The next step is to cut out redundant regulations and remove unnecessary permissions/ NOCs and inspections under the BOI's new "Better Business Regulatory Initiative".

== Structure ==

Board members
| Sr. No. | Name and Designation | Composition of the Board |
Public Sector
| 01. | Shehbaz Sharif, Prime Minister | President of the Board |
| 02. | Muhammad Aurangzeb, Minister of Finance | Member |
| 03. | Aleem Khan, Minister of the Board of Investment | Member |
| 04. | Jam Kamal Khan, Minister of Commerce | Member |
| 05. | Ishaq Dar, Minister of Foreign Affairs | Member |
| 06. | Rana Tanveer Hussain, Minister of Industries and Production | Member |
| 07. | Awais Leghari, Minister of Energy | Member |
| 08. | Shaza Fatima Khawaja, Minister for Information Technology & Telecommunication | Member |
| 09. | Jameel Ahmed, Governor of the State Bank of Pakistan | Member |
| 10. | Rashid Langrial, Chairman of the Federal Board of Revenue | Member |
| 11. | Qaiser Ahmed Sheikh, Chairman of the Board of Investment | Member |
| 12. | Captain (r) Muhammad Mehmood, Secretary BOI | Secretary of the Board |
Private Sector
| 13. | Faisal Jawed, Director of the Din Group of Companies | Member |
| 14. | Muhammad Imran Masood, Executive Director, Integrators (Pvt) Ltd | Member |
| 15. | Asad Saleem Rehman, Director, Saleem Group of Industries | Member |
| 16. | Khalid Mahmood, CEO, Getz Pharma Pvt Ltd | Member |
| 17. | Syed Muhammad Talib Rizvi, Executive Director/COO, Banking & Fintech | Member |
| 18. | Muhammad Yawar Irfan Khan, Chairman, Irfan Group of Companies | Member |
| 19. | Asif Peer, CEO/Managing Director at Systems Limited Pakistan | Member |
| 20. | Chaudhry Zulfiqar Ali Anjum, Chairman, S.M Group of Industries | Member |
| 21. | Engr. Harris Naeem, CEO, HTMA (Pvt.) Ltd. Pakistan | Member |
| 22. | Syed Hasnain Ibrahim Kazmi, Advocate, Supreme Court of Pakistan | Member |
| 23. | Malik Muhammad Awais Khalid, Awais Khalid & Associates | Member |
| 24. | Ayla Majid, Founder & CEO, Planetive Pakistan | Member |
| 25. | Eyab Ahmed, Group PR Manager, Agency 21 International and Garana.com | Member |
| 26. | Naveed Qamar, Special Assistant to CM Sindh on Investment and PPP Projects | Member |

=== Departments and wings ===

- Investment Promotion Wing (IP)
- Ease of Doing Business and Better Business Regulatory Initiative Wing (EoDB / BBRI)
- Project Management Unit (PMU), China Pakistan Economic Corridor (CPEC) Industrial Cooperation
- Special Economic Zones Wing (SEZs)
- Administration & Management Information System Wing (Admin/MIS)
- Investment Policy, Legal & Research (PLR)
- Facilitation Wing
- Regional Offices

== Services ==
The wide range of professional services provided by Board of Investment includes disseminating information on the opportunities for investment and facilitating companies that are looking for project sites, joint venture partners and other resources. It promotes Pakistan as an investment destination through networking, conferences and events, media relations, Pakistan’s diplomatic missions abroad, and thought leadership.

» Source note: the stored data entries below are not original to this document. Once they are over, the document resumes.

//! Session circuit breakers
//!
//! Explicit, injectable breaker state with a daily-reset lifecycle. Every
//! sizing and routing attempt checks it; every closed trade mutates it.

use chrono::{DateTime, NaiveDate, Utc};
use rust_decimal::Decimal;
use serde::{Deserialize, Serialize};

use crate::config::RiskConfig;

/// Reason a breaker is blocking new risk
#[derive(Debug, Clone, PartialEq, Eq, Serialize, Deserialize)]
pub enum BreakerReason {
    /// Daily loss limit reached
    DailyLossLimit,
    /// Drawdown from session peak equity exceeded
    MaxDrawdown,
    /// Too many consecutive losing trades
    ConsecutiveLosses,
    /// Router failure-rate breaker is open until the given time
    RouterErrors(DateTime<Utc>),
}

impl BreakerReason {
    /// Human-readable description
    pub fn describe(&self) -> String {
        match self {
            Self::DailyLossLimit => "daily loss limit reached".to_string(),
            Self::MaxDrawdown => "max drawdown from peak equity reached".to_string(),
            Self::ConsecutiveLosses => "consecutive loss limit reached".to_string(),
            Self::RouterErrors(until) => format!("order failure rate too high until {until}"),
        }
    }
}

/// Process-wide circuit-breaker state
///
/// Daily loss and the consecutive-loss counter reset at each new trading
/// day; drawdown resets only when a new equity peak is set.
#[derive(Debug, Clone)]
pub struct BreakerState {
    /// Trading day the daily accumulators belong to
    trading_day: NaiveDate,
    /// Net realized P&L for the day (negative when losing)
    daily_pnl: Decimal,
    /// Session peak equity (high-water mark)
    peak_equity: Decimal,
    /// Latest known equity
    current_equity: Decimal,
    /// Current losing streak
    consecutive_losses: u32,
}

impl BreakerState {
    /// Create breaker state at session start
    pub fn new(initial_equity: Decimal, now: DateTime<Utc>) -> Self {
        Self {
            trading_day: now.date_naive(),
            daily_pnl: Decimal::ZERO,
            peak_equity: initial_equity,
            current_equity: initial_equity,
            consecutive_losses: 0,
        }
    }

    /// Roll daily accumulators when the trading day changes
    pub fn roll_day(&mut self, now: DateTime<Utc>) {
        let today = now.date_naive();
        if today != self.trading_day {
            self.trading_day = today;
            self.daily_pnl = Decimal::ZERO;
            self.consecutive_losses = 0;
        }
    }

    /// Record a closed trade's realized P&L
    pub fn record_trade(&mut self, pnl: Decimal, now: DateTime<Utc>) {
        self.roll_day(now);
        self.daily_pnl += pnl;
        if pnl < Decimal::ZERO {
            self.consecutive_losses += 1;
        } else {
            self.consecutive_losses = 0;
        }
    }

    /// Record the latest account equity; a new peak resets the drawdown
    pub fn update_equity(&mut self, equity: Decimal) {
        self.current_equity = equity;
        if equity > self.peak_equity {
            self.peak_equity = equity;
        }
    }

    /// Net daily loss as a positive number (zero when the day is profitable)
    pub fn daily_loss(&self) -> Decimal {
        (-self.daily_pnl).max(Decimal::ZERO)
    }

    /// Drawdown fraction from the session peak
    pub fn drawdown(&self) -> Decimal {
        if self.peak_equity <= Decimal::ZERO {
            return Decimal::ZERO;
        }
        ((self.peak_equity - self.current_equity) / self.peak_equity).max(Decimal::ZERO)
    }

    pub fn consecutive_losses(&self) -> u32 {
        self.consecutive_losses
    }

    pub fn peak_equity(&self) -> Decimal {
        self.peak_equity
    }

    /// First breaker blocking new risk, if any
    pub fn check(
        &mut self,
        balance: Decimal,
        config: &RiskConfig,
        now: DateTime<Utc>,
    ) -> Option<BreakerReason> {
        self.roll_day(now);
        if balance > Decimal::ZERO && self.daily_loss() >= balance * config.max_daily_loss_pct {
            return Some(BreakerReason::DailyLossLimit);
        }
        if self.drawdown() >= config.max_drawdown_pct {
            return Some(BreakerReason::MaxDrawdown);
        }
        if self.consecutive_losses >= config.max_consecutive_losses {
            return Some(BreakerReason::ConsecutiveLosses);
        }
        None
    }
}

#[cfg(test)]
mod tests {
    use super::*;
    use chrono::Duration;
    use rust_decimal_macros::dec;

    fn config() -> RiskConfig {
        RiskConfig::default()
    }

    #[test]
    fn test_daily_loss_blocks_at_threshold() {
        let now = Utc::now();
        let mut state = BreakerState::new(dec!(10000), now);

        // 450 of losses against a 500 limit: still trading
        state.record_trade(dec!(-450), now);
        assert!(state.check(dec!(10000), &config(), now).is_none());

        // 550 total: blocked
        state.record_trade(dec!(-100), now);
        assert_eq!(
            state.check(dec!(10000), &config(), now),
            Some(BreakerReason::DailyLossLimit)
        );
    }

    #[test]
    fn test_daily_loss_resets_next_day() {
        let now = Utc::now();
        let mut state = BreakerState::new(dec!(10000), now);
        state.record_trade(dec!(-600), now);
        assert!(state.check(dec!(10000), &config(), now).is_some());

        let tomorrow = now + Duration::days(1);
        assert!(state.check(dec!(10000), &config(), tomorrow).is_none());
        assert_eq!(state.daily_loss(), dec!(0));
    }

    #[test]
    fn test_profitable_day_never_counts_as_loss() {
        let now = Utc::now();
        let mut state = BreakerState::new(dec!(10000), now);
        state.record_trade(dec!(800), now);
        state.record_trade(dec!(-300), now);
        assert_eq!(state.daily_loss(), dec!(0));
    }

    #[test]
    fn test_drawdown_blocks_and_resets_on_new_peak() {
        let now = Utc::now();
        let mut state = BreakerState::new(dec!(10000), now);

        state.update_equity(dec!(12000)); // new peak
        state.update_equity(dec!(10000)); // ~16.7% drawdown
        assert_eq!(
            state.check(dec!(10000), &config(), now),
            Some(BreakerReason::MaxDrawdown)
        );

        // A fresh peak clears it
        state.update_equity(dec!(12500));
        assert!(state.check(dec!(12500), &config(), now).is_none());
    }

    #[test]
    fn test_consecutive_losses() {
        let now = Utc::now();
        let mut state = BreakerState::new(dec!(10000), now);
        for _ in 0..4 {
            state.record_trade(dec!(-10), now);
        }
        assert!(state.check(dec!(10000), &config(), now).is_none());

        state.record_trade(dec!(-10), now);
        assert_eq!(
            state.check(dec!(10000), &config(), now),
            Some(BreakerReason::ConsecutiveLosses)
        );

        // A winner resets the streak
        state.record_trade(dec!(5), now);
        assert_eq!(state.consecutive_losses(), 0);
    }

    #[test]
    fn test_streak_resets_at_day_boundary() {
        let now = Utc::now();
        let mut state = BreakerState::new(dec!(10000), now);
        for _ in 0..5 {
            state.record_trade(dec!(-10), now);
        }
        let tomorrow = now + Duration::days(1);
        state.roll_day(tomorrow);
        assert_eq!(state.consecutive_losses(), 0);
    }
}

The Board of Investment acts as a focal point of contact for prospective investors, both domestic and foreign to provide them with all necessary information and assistance in coordinating with other Government Departments/Agencies.

The Board of Investment also evaluates applications of investors for the Work / Business Visa, Branch / Liaison Office and Airport Entry Passes.

== Contacting Board of Investment ==
Board of Investment's global network will show companies why Pakistan is an ideal strategic choice for growth. By contacting the nearest Pakistani Embassy, High Commission, or Consulate, a company can get the information and assistance they need to make the right decisions.

Business leaders from across the globe work with the Board of Investment as "Honorary Investment Counsellors". They promote Pakistan internationally and highlight investment opportunities but also offer business experience and knowledge gained across a range of sectors and geographical markets.

The Board of Investment has specialist staff located at the head office in Islamabad along with offices in each of Pakistan’s four provinces.